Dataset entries

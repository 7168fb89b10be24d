// SPDX-License-Identifier: GPL-2.0-or-later

//! Re-escapes H.26x NAL payloads after Sample-AES encryption. AES output is
//! random bytes that can accidentally contain `00 00 00`/`00 00 01`, which a
//! NAL unit may never carry; every encrypted NAL is re-scanned and any
//! emulation-prevention bytes the ciphertext introduced are inserted before
//! the sample leaves the handler.

use subsample::h26x::{escape_emulation_prevention, split_length_prefixed};

use crate::error::EncryptionError;

/// # Errors
/// Returns [`EncryptionError`] if `payload` doesn't parse as length-prefixed
/// NAL units under `nal_length_size`.
pub fn reescape_length_prefixed(
    payload: &[u8],
    nal_length_size: u8,
) -> Result<Vec<u8>, EncryptionError> {
    let nals = split_length_prefixed(payload, nal_length_size)?;
    let len_size = usize::from(nal_length_size);
    let mut out = Vec::with_capacity(payload.len());
    for nal in nals {
        let escaped = escape_emulation_prevention(nal);
        let len = escaped.len();
        let len_bytes = len.to_be_bytes();
        let Some(field) = len_bytes.get(len_bytes.len() - len_size..) else {
            return Err(EncryptionError::PayloadTooShort { wanted: len_size, got: 0 });
        };
        out.extend_from_slice(field);
        out.extend_from_slice(&escaped);
    }
    Ok(out)
}

#[cfg(test)]
#[allow(clippy::unwrap_used)]
mod tests {
    use super::*;

    fn length_prefixed(nals: &[&[u8]]) -> Vec<u8> {
        let mut out = Vec::new();
        for nal in nals {
            #[allow(clippy::as_conversions)]
            out.extend_from_slice(&(nal.len() as u32).to_be_bytes());
            out.extend_from_slice(nal);
        }
        out
    }

    #[test]
    fn reescapes_a_nal_whose_ciphertext_contains_a_start_code() {
        let nal = [0x65u8, 0x00, 0x00, 0x00, 0x01, 0xFF];
        let payload = length_prefixed(&[&nal]);
        let out = reescape_length_prefixed(&payload, 4).unwrap();

        let nals = split_length_prefixed(&out, 4).unwrap();
        assert_eq!(1, nals.len());
        assert_eq!(&[0x65, 0x00, 0x00, 0x03, 0x00, 0x01, 0xFF], nals[0]);
    }

    #[test]
    fn leaves_a_clean_nal_untouched() {
        let nal = [0x65u8, 0x11, 0x22, 0x33];
        let payload = length_prefixed(&[&nal]);
        let out = reescape_length_prefixed(&payload, 4).unwrap();
        assert_eq!(payload, out);
    }
}
// SPDX-License-Identifier: GPL-2.0-or-later

use common::Subsample;

use crate::builder::SubsampleBuilder;

const CLEAR_PREFIX: usize = 16;

/// Apple Sample-AES AAC subsample rule: the first 16 bytes of a raw data
/// block stay clear, the remainder is encrypted; frames at or under the
/// clear prefix size are fully clear (no encryption at all).
#[must_use]
pub fn generate_subsamples(payload_len: usize) -> Vec<Subsample> {
    let mut builder = SubsampleBuilder::new(true);
    if payload_len <= CLEAR_PREFIX {
        #[allow(clippy::as_conversions)]
        builder.add_clear(payload_len as u64);
    } else {
        #[allow(clippy::as_conversions)]
        builder.add_clear(CLEAR_PREFIX as u64);
        #[allow(clippy::as_conversions)]
        builder.add_protected((payload_len - CLEAR_PREFIX) as u64);
    }
    builder.finish()
}

#[cfg(test)]
mod tests {
    use super::*;

    #[test]
    fn small_frame_is_fully_clear() {
        assert_eq!(
            vec![Subsample {
                clear_bytes: 10,
                cipher_bytes: 0
            }],
            generate_subsamples(10)
        );
    }

    #[test]
    fn larger_frame_encrypts_past_the_prefix() {
        // 100 - 16 = 84, not 16-aligned (84 = 5*16 + 4), so the 4-byte
        // residue folds back into the clear prefix.
        assert_eq!(
            vec![Subsample {
                clear_bytes: 20,
                cipher_bytes: 80
            }],
            generate_subsamples(100)
        );
    }
}
// SPDX-License-Identifier: GPL-2.0-or-later

use common::Subsample;

use crate::bitreader::BitReader;
use crate::builder::SubsampleBuilder;
use crate::error::SubsampleError;

const FRAME_SYNC_CODE: [u8; 3] = [0x49, 0x83, 0x42];
const MAX_TILE_WIDTH_B64: u32 = 64;
const MIN_TILE_WIDTH_B64: u32 = 4;

// VP9 superframe index, annex B.2. Returns the per-subframe sizes plus the
// total index size in bytes, or `None` if `data` doesn't end in a valid
// superframe marker (i.e. it's a single, bare frame).
#[must_use]
pub fn parse_superframe_index(data: &[u8]) -> Option<Vec<usize>> {
    let last = *data.last()?;
    if last >> 5 != 0b110 {
        return None;
    }
    let bytes_per_framesize = usize::from((last >> 3) & 0b11) + 1;
    let frame_count = usize::from(last & 0b111) + 1;
    let index_size = 2 + bytes_per_framesize * frame_count;
    if data.len() < index_size {
        return None;
    }
    let first = data[data.len() - index_size];
    if first != last {
        return None;
    }
    let mut sizes = Vec::with_capacity(frame_count);
    let mut pos = data.len() - index_size + 1;
    for _ in 0..frame_count {
        let mut size = 0usize;
        for i in 0..bytes_per_framesize {
            size |= usize::from(data[pos + i]) << (8 * i);
        }
        sizes.push(size);
        pos += bytes_per_framesize;
    }
    if sizes.iter().sum::<usize>() > data.len() - index_size {
        return None;
    }
    Some(sizes)
}

fn read_prob(r: &mut BitReader) -> Result<(), SubsampleError> {
    if r.bit()? == 1 {
        r.u(8)?;
    }
    Ok(())
}

fn color_config(r: &mut BitReader, profile: u32) -> Result<(), SubsampleError> {
    if profile >= 2 {
        r.bit()?; // ten_or_twelve_bit
    }
    let color_space = r.u(3)?;
    const CS_RGB: u32 = 7;
    if color_space != CS_RGB {
        r.bit()?; // color_range
        if profile == 1 || profile == 3 {
            r.u(2)?; // subsampling_x/y
            r.bit()?; // reserved_zero
        }
    } else if profile == 1 || profile == 3 {
        r.bit()?; // reserved_zero
    }
    Ok(())
}

fn frame_size(r: &mut BitReader) -> Result<u32, SubsampleError> {
    let width = r.u(16)? + 1;
    r.u(16)?; // height_minus_1
    Ok(width)
}

fn render_size(r: &mut BitReader) -> Result<(), SubsampleError> {
    if r.bit()? == 1 {
        r.u(16)?;
        r.u(16)?;
    }
    Ok(())
}

fn loop_filter_params(r: &mut BitReader) -> Result<(), SubsampleError> {
    r.u(6)?; // level
    r.u(3)?; // sharpness
    if r.bit()? == 1 {
        // delta_enabled
        if r.bit()? == 1 {
            // delta_update
            for _ in 0..4 {
                if r.bit()? == 1 {
                    r.u(7)?; // magnitude + sign
                }
            }
            for _ in 0..2 {
                if r.bit()? == 1 {
                    r.u(7)?;
                }
            }
        }
    }
    Ok(())
}

fn read_delta_q(r: &mut BitReader) -> Result<u32, SubsampleError> {
    if r.bit()? == 1 { r.u(5) } else { Ok(0) }
}

fn quantization_params(r: &mut BitReader) -> Result<(), SubsampleError> {
    r.u(8)?; // base_q_idx
    read_delta_q(r)?;
    read_delta_q(r)?;
    read_delta_q(r)?;
    Ok(())
}

const SEG_FEATURE_BITS: [u32; 4] = [8, 6, 2, 0];
const SEG_FEATURE_SIGNED: [bool; 4] = [true, true, false, false];

fn segmentation_params(r: &mut BitReader) -> Result<(), SubsampleError> {
    if r.bit()? != 1 {
        return Ok(());
    }
    if r.bit()? == 1 {
        // update_map
        for _ in 0..7 {
            read_prob(r)?;
        }
        if r.bit()? == 1 {
            // temporal_update
            for _ in 0..3 {
                read_prob(r)?;
            }
        }
    }
    if r.bit()? == 1 {
        // update_data
        r.bit()?; // abs_or_delta_update
        for _ in 0..8 {
            for feature in 0..4usize {
                if r.bit()? == 1 {
                    let bits = SEG_FEATURE_BITS[feature];
                    if bits > 0 {
                        r.u(bits)?;
                    }
                    if SEG_FEATURE_SIGNED[feature] {
                        r.bit()?;
                    }
                }
            }
        }
    }
    Ok(())
}

fn calc_min_log2_tile_cols(sb64_cols: u32) -> u32 {
    let mut min_log2 = 0;
    while (MAX_TILE_WIDTH_B64 << min_log2) < sb64_cols {
        min_log2 += 1;
    }
    min_log2
}

fn calc_max_log2_tile_cols(sb64_cols: u32) -> u32 {
    let mut max_log2 = 1;
    while (sb64_cols >> max_log2) >= MIN_TILE_WIDTH_B64 {
        max_log2 += 1;
    }
    max_log2 - 1
}

fn tile_info(r: &mut BitReader, frame_width: u32) -> Result<(), SubsampleError> {
    let mi_cols = (frame_width + 7) >> 3;
    let sb64_cols = (mi_cols + 7) >> 3;
    let min_log2 = calc_min_log2_tile_cols(sb64_cols);
    let max_log2 = calc_max_log2_tile_cols(sb64_cols);
    let mut tile_cols_log2 = min_log2;
    while tile_cols_log2 < max_log2 {
        if r.bit()? == 1 {
            tile_cols_log2 += 1;
        } else {
            break;
        }
    }
    if r.bit()? == 1 {
        r.bit()?; // increment_tile_rows_log2
    }
    Ok(())
}

/// Size in bytes of a single VP9 frame's uncompressed header, byte-aligned.
///
/// # Errors
/// Returns [`SubsampleError`] if `data` is too short or carries a bad frame
/// sync code.
pub fn uncompressed_header_size(data: &[u8]) -> Result<usize, SubsampleError> {
    let mut r = BitReader::new(data);
    if r.u(2)? != 0b10 {
        return Err(SubsampleError::Malformed {
            codec: "vp9",
            detail: "bad frame_marker".to_owned(),
        });
    }
    let profile_low = r.bit()?;
    let profile_high = r.bit()?;
    let profile = (profile_high << 1) | profile_low;
    if profile == 3 {
        r.bit()?; // reserved_zero
    }
    if r.bit()? == 1 {
        // show_existing_frame
        r.u(3)?; // frame_to_show_map_idx
        return Ok(r.bytes_consumed_rounded_up());
    }
    let frame_type_is_key = r.bit()? == 0;
    let show_frame = r.bit()? == 1;
    let error_resilient_mode = r.bit()? == 1;

    if frame_type_is_key {
        let mut sync = [0u8; 3];
        for b in &mut sync {
            #[allow(clippy::as_conversions)]
            {
                *b = r.u(8)? as u8;
            }
        }
        if sync != FRAME_SYNC_CODE {
            return Err(SubsampleError::Malformed {
                codec: "vp9",
                detail: "bad frame_sync_code".to_owned(),
            });
        }
        color_config(&mut r, profile)?;
        let width = frame_size(&mut r)?;
        render_size(&mut r)?;
        finish_uncompressed_header(&mut r, error_resilient_mode, width)?;
    } else {
        let intra_only = if show_frame { false } else { r.bit()? == 1 };
        if !error_resilient_mode {
            r.u(2)?; // reset_frame_context
        }
        let width = if intra_only {
            let mut sync = [0u8; 3];
            for b in &mut sync {
                #[allow(clippy::as_conversions)]
                {
                    *b = r.u(8)? as u8;
                }
            }
            if sync != FRAME_SYNC_CODE {
                return Err(SubsampleError::Malformed {
                    codec: "vp9",
                    detail: "bad frame_sync_code".to_owned(),
                });
            }
            if profile > 0 {
                color_config(&mut r, profile)?;
            }
            r.u(8)?; // refresh_frame_flags
            let width = frame_size(&mut r)?;
            render_size(&mut r)?;
            width
        } else {
            r.u(8)?; // refresh_frame_flags
            for _ in 0..3 {
                r.u(3)?; // ref_frame_idx
                r.bit()?; // ref_frame_sign_bias
            }
            let mut found = false;
            for _ in 0..3 {
                if r.bit()? == 1 {
                    found = true;
                    break;
                }
            }
            let width = if found {
                0 // frame size taken from a reference; not needed past tile_info sizing, use a conservative default below
            } else {
                frame_size(&mut r)?
            };
            render_size(&mut r)?;
            r.bit()?; // allow_high_precision_mv
            if r.bit()? == 0 {
                // !is_filter_switchable
                r.u(2)?; // raw_interpolation_filter
            }
            width
        };
        finish_uncompressed_header(&mut r, error_resilient_mode, width)?;
    }
    Ok(r.bytes_consumed_rounded_up())
}

fn finish_uncompressed_header(
    r: &mut BitReader,
    error_resilient_mode: bool,
    frame_width: u32,
) -> Result<(), SubsampleError> {
    if !error_resilient_mode {
        r.bit()?; // refresh_frame_context
        r.bit()?; // frame_parallel_decoding_mode
    }
    loop_filter_params(r)?;
    quantization_params(r)?;
    segmentation_params(r)?;
    tile_info(r, frame_width)?;
    r.u(16)?; // header_size_in_bytes
    Ok(())
}

/// Builds the subsample list for one VP9 sample, which may be a VP9
/// superframe bundling several subframes. Each subframe's uncompressed
/// header stays clear; the compressed payload after it is cipher-eligible.
/// The trailing superframe index, if present, stays clear.
///
/// # Errors
/// Returns [`SubsampleError`] if a subframe's header can't be parsed or is
/// larger than the subframe itself.
pub fn generate_subsamples(
    payload: &[u8],
    align: bool,
) -> Result<Vec<Subsample>, SubsampleError> {
    let (frame_sizes, data_len) = match parse_superframe_index(payload) {
        Some(sizes) => {
            let data_len = sizes.iter().sum::<usize>();
            (sizes, data_len)
        }
        None => (vec![payload.len()], payload.len()),
    };

    let mut builder = SubsampleBuilder::new(align);
    let mut offset = 0usize;
    for size in &frame_sizes {
        let end = offset + size;
        let Some(subframe) = payload.get(offset..end) else {
            return Err(SubsampleError::Truncated {
                wanted: end,
                got: payload.len(),
            });
        };
        let header_size = uncompressed_header_size(subframe)?;
        if header_size > *size {
            return Err(SubsampleError::Malformed {
                codec: "vp9",
                detail: "uncompressed header longer than subframe".to_owned(),
            });
        }
        #[allow(clippy::as_conversions)]
        builder.add_clear(header_size as u64);
        #[allow(clippy::as_conversions)]
        builder.add_protected((size - header_size) as u64);
        offset = end;
    }
    let trailing = payload.len() - data_len;
    #[allow(clippy::as_conversions)]
    builder.add_clear(trailing as u64);
    Ok(builder.finish())
}
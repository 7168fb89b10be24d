// SPDX-License-Identifier: GPL-2.0-or-later

use common::Subsample;

/// Accumulates clear/protected spans in byte-offset order and emits
/// [`Subsample`] entries, applying the CENC 16-byte alignment rule: a
/// protected span shorter than one block, or the trailing remainder of one
/// that isn't a multiple of 16 bytes, folds back into the clear run that
/// precedes it rather than becoming its own undersized cipher span.
///
/// Non-pattern schemes (`cenc`/`cens`/`cbc1`) require this folding; `cbcs`
/// does not (`align: false` turns every `add_protected` call into its own
/// subsample with no rounding).
pub struct SubsampleBuilder {
    pending_clear: u64,
    out: Vec<Subsample>,
    align: bool,
}

impl SubsampleBuilder {
    #[must_use]
    pub fn new(align: bool) -> Self {
        Self {
            pending_clear: 0,
            out: Vec::new(),
            align,
        }
    }

    pub fn add_clear(&mut self, n: u64) {
        self.pending_clear += n;
    }

    pub fn add_protected(&mut self, n: u64) {
        if n == 0 {
            return;
        }
        if !self.align {
            self.push(self.pending_clear, n);
            self.pending_clear = 0;
            return;
        }
        let residue = n % 16;
        let cipher = n - residue;
        self.pending_clear += residue;
        if cipher > 0 {
            self.push(self.pending_clear, cipher);
            self.pending_clear = 0;
        }
    }

    fn push(&mut self, mut clear: u64, cipher: u64) {
        while clear > u64::from(u16::MAX) {
            self.out.push(Subsample {
                clear_bytes: u16::MAX,
                cipher_bytes: 0,
            });
            clear -= u64::from(u16::MAX);
        }
        #[allow(clippy::as_conversions)]
        self.out.push(Subsample {
            clear_bytes: clear as u16,
            cipher_bytes: cipher as u32,
        });
    }

    #[must_use]
    pub fn finish(mut self) -> Vec<Subsample> {
        if self.pending_clear > 0 || self.out.is_empty() {
            self.push(self.pending_clear, 0);
        }
        self.out
    }
}
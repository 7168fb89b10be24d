// SPDX-License-Identifier: GPL-2.0-or-later

//! End-to-end checks that drive [`WebmMuxer`] through the public
//! [`MediaHandler`] interface across multiple segment boundaries.

#![allow(clippy::unwrap_used)]

use std::sync::{Arc, Mutex as StdMutex};

use common::time::{TickDuration, Ticks};
use common::{
    AudioInfo, DummyNotifier, MediaInfo, MediaSample, PaddedBytes, SegmentInfo, SegmentSink, StreamData,
    StreamDataPayload, StreamInfo, StreamType, VideoInfo, WebmOutputParams,
};
use handler::MediaHandler;

use crate::ebml::ids;
use crate::muxer::WebmMuxer;

struct RecordingSink {
    init: StdMutex<Vec<Vec<u8>>>,
    segments: StdMutex<Vec<(String, Vec<u8>)>>,
}

impl RecordingSink {
    fn new() -> Self {
        Self { init: StdMutex::new(Vec::new()), segments: StdMutex::new(Vec::new()) }
    }
}

impl SegmentSink for RecordingSink {
    fn write_init_segment(&self, _stream_index: u32, _path: &str, data: Vec<u8>) {
        self.init.lock().unwrap().push(data);
    }
    fn write_segment(&self, _stream_index: u32, path: &str, data: Vec<u8>, _info: SegmentInfo) {
        self.segments.lock().unwrap().push((path.to_owned(), data));
    }
}

fn video_info() -> Arc<StreamInfo> {
    Arc::new(StreamInfo {
        stream_type: StreamType::Video,
        codec: "vp9".to_owned(),
        codec_private: Vec::new(),
        time_scale: 90_000,
        duration: TickDuration::new(0),
        language: "und".to_owned(),
        encrypted: false,
        media: MediaInfo::Video(VideoInfo { width: 1280, height: 720, ..VideoInfo::default() }),
    })
}

fn audio_info() -> Arc<StreamInfo> {
    Arc::new(StreamInfo {
        stream_type: StreamType::Audio,
        codec: "opus".to_owned(),
        codec_private: vec![0u8; 19],
        time_scale: 48_000,
        duration: TickDuration::new(0),
        language: "eng".to_owned(),
        encrypted: false,
        media: MediaInfo::Audio(AudioInfo { channels: 2, sampling_frequency: 48_000, ..AudioInfo::default() }),
    })
}

fn video_sample(dts: i64, is_key_frame: bool) -> MediaSample {
    MediaSample {
        dts: Ticks::new(dts),
        pts: Ticks::new(dts),
        duration: TickDuration::new(3000),
        is_key_frame,
        is_encrypted: false,
        payload: Arc::new(PaddedBytes::new(vec![0xAA; 32])),
        side_data: None,
        decrypt_config: None,
    }
}

fn audio_sample(dts: i64) -> MediaSample {
    MediaSample {
        dts: Ticks::new(dts),
        pts: Ticks::new(dts),
        duration: TickDuration::new(960),
        is_key_frame: false,
        is_encrypted: false,
        payload: Arc::new(PaddedBytes::new(vec![1, 2, 3, 4])),
        side_data: None,
        decrypt_config: None,
    }
}

fn segment_info(start: i64, duration: i64, number: u64) -> SegmentInfo {
    SegmentInfo { start_time: Ticks::new(start), duration: TickDuration::new(duration), is_subsegment: false, is_encrypted: false, segment_number: number }
}

#[tokio::test]
async fn video_track_emits_one_cluster_segment_per_boundary() {
    let sink = Arc::new(RecordingSink::new());
    let mut muxer = WebmMuxer::new(
        1,
        WebmOutputParams { segment_template: Some("v-$Number$.webm".to_owned()), ..WebmOutputParams::default() },
        sink.clone(),
        Arc::new(DummyNotifier),
    )
    .unwrap();

    muxer.process(0, StreamData::new(0, StreamDataPayload::StreamInfo(video_info()))).await;
    for (dts, is_key) in [(0, true), (3000, false), (6000, false)] {
        let status = muxer.process(0, StreamData::new(0, StreamDataPayload::MediaSample(video_sample(dts, is_key)))).await;
        assert!(status.is_ok(), "{status}");
    }
    muxer.process(0, StreamData::new(0, StreamDataPayload::SegmentInfo(segment_info(0, 9000, 0)))).await;

    let status = muxer.process(0, StreamData::new(0, StreamDataPayload::MediaSample(video_sample(9000, true)))).await;
    assert!(status.is_ok(), "{status}");
    muxer.process(0, StreamData::new(0, StreamDataPayload::SegmentInfo(segment_info(9000, 3000, 1)))).await;

    assert_eq!(1, sink.init.lock().unwrap().len());
    let segments = sink.segments.lock().unwrap();
    assert_eq!(2, segments.len());
    assert_eq!("v-0.webm", segments[0].0);
    assert_eq!("v-1.webm", segments[1].0);
    for (_, data) in segments.iter() {
        assert_eq!(ids::CLUSTER, &data[0..4], "each segment is a standalone Cluster");
    }
}

#[tokio::test]
async fn audio_track_flushes_trailing_samples_without_a_segment_boundary() {
    let sink = Arc::new(RecordingSink::new());
    let mut muxer = WebmMuxer::new(2, WebmOutputParams::default(), sink.clone(), Arc::new(DummyNotifier)).unwrap();

    muxer.process(0, StreamData::new(1, StreamDataPayload::StreamInfo(audio_info()))).await;
    for dts in [0, 960, 1920] {
        let status = muxer.process(0, StreamData::new(1, StreamDataPayload::MediaSample(audio_sample(dts)))).await;
        assert!(status.is_ok(), "{status}");
    }
    muxer.on_flush_request(0).await;

    let segments = sink.segments.lock().unwrap();
    assert_eq!(1, segments.len());
    assert_eq!(ids::CLUSTER, &segments[0].1[0..4]);
}

#[tokio::test]
async fn non_monotonic_dts_is_rejected() {
    let sink = Arc::new(RecordingSink::new());
    let mut muxer = WebmMuxer::new(3, WebmOutputParams::default(), sink, Arc::new(DummyNotifier)).unwrap();

    muxer.process(0, StreamData::new(0, StreamDataPayload::StreamInfo(video_info()))).await;
    muxer.process(0, StreamData::new(0, StreamDataPayload::MediaSample(video_sample(3000, true)))).await;
    let status = muxer.process(0, StreamData::new(0, StreamDataPayload::MediaSample(video_sample(0, false)))).await;
    assert!(!status.is_ok(), "decreasing dts must be rejected");
}
// SPDX-License-Identifier: GPL-2.0-or-later

//! Packaging parameters as described in spec.md §6. These are plain
//! `serde`-deserializable structs, not a CLI surface — flag plumbing is an
//! explicit non-goal.

use serde::{Deserialize, Serialize};

use crate::stream::ProtectionScheme;

#[derive(Clone, Copy, Debug, PartialEq, Serialize, Deserialize)]
pub struct ChunkingParams {
    pub segment_duration_s: f64,
    pub subsegment_duration_s: Option<f64>,
    pub segment_sap_aligned: bool,
    pub subsegment_sap_aligned: bool,
}

impl ChunkingParams {
    #[must_use]
    pub fn subsegments_enabled(&self) -> bool {
        match self.subsegment_duration_s {
            None => false,
            // Subsegments are suppressed when equal to the segment duration.
            Some(sub) => (sub - self.segment_duration_s).abs() > f64::EPSILON,
        }
    }
}

#[derive(Clone, Debug, PartialEq, Serialize, Deserialize)]
pub struct EncryptionParams {
    pub scheme: ProtectionSchemeConfig,
    pub clear_lead_s: f64,
    pub crypto_period_duration_s: f64,
    pub vp9_subsample_encryption: bool,
    pub protection_systems: Vec<[u8; 16]>,
}

// `serde`-friendly mirror of `ProtectionScheme` (the domain type has no
// natural default/serde derive since it controls crypto code paths).
#[derive(Clone, Copy, Debug, PartialEq, Eq, Serialize, Deserialize)]
pub enum ProtectionSchemeConfig {
    Cenc,
    Cens,
    Cbc1,
    Cbcs,
    AppleSampleAes,
}

impl From<ProtectionSchemeConfig> for ProtectionScheme {
    fn from(v: ProtectionSchemeConfig) -> Self {
        match v {
            ProtectionSchemeConfig::Cenc => ProtectionScheme::Cenc,
            ProtectionSchemeConfig::Cens => ProtectionScheme::Cens,
            ProtectionSchemeConfig::Cbc1 => ProtectionScheme::Cbc1,
            ProtectionSchemeConfig::Cbcs => ProtectionScheme::Cbcs,
            ProtectionSchemeConfig::AppleSampleAes => ProtectionScheme::AppleSampleAes,
        }
    }
}

#[derive(Clone, Debug, Default, PartialEq, Serialize, Deserialize)]
pub struct Mp4OutputParams {
    pub segment_template: Option<String>,
    pub init_segment: Option<String>,
    pub single_file: bool,
}

#[derive(Clone, Debug, Default, PartialEq, Serialize, Deserialize)]
pub struct TsOutputParams {
    pub transport_stream_timestamp_offset_s: f64,
    pub segment_template: Option<String>,
    pub single_file: bool,
}

#[derive(Clone, Debug, Default, PartialEq, Serialize, Deserialize)]
pub struct WebmOutputParams {
    pub segment_template: Option<String>,
    pub init_segment: Option<String>,
    pub single_file: bool,
}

▸ **What is being asked**
Scan the entries above for the word "Deserialize" and collect each line holding it.

▸ **Solution to this problem**
use serde::{Deserialize, Serialize};
#[derive(Clone, Copy, Debug, PartialEq, Serialize, Deserialize)]
#[derive(Clone, Debug, PartialEq, Serialize, Deserialize)]
#[derive(Clone, Copy, Debug, PartialEq, Eq, Serialize, Deserialize)]
#[derive(Clone, Debug, Default, PartialEq, Serialize, Deserialize)]
#[derive(Clone, Debug, Default, PartialEq, Serialize, Deserialize)]
#[derive(Clone, Debug, Default, PartialEq, Serialize, Deserialize)]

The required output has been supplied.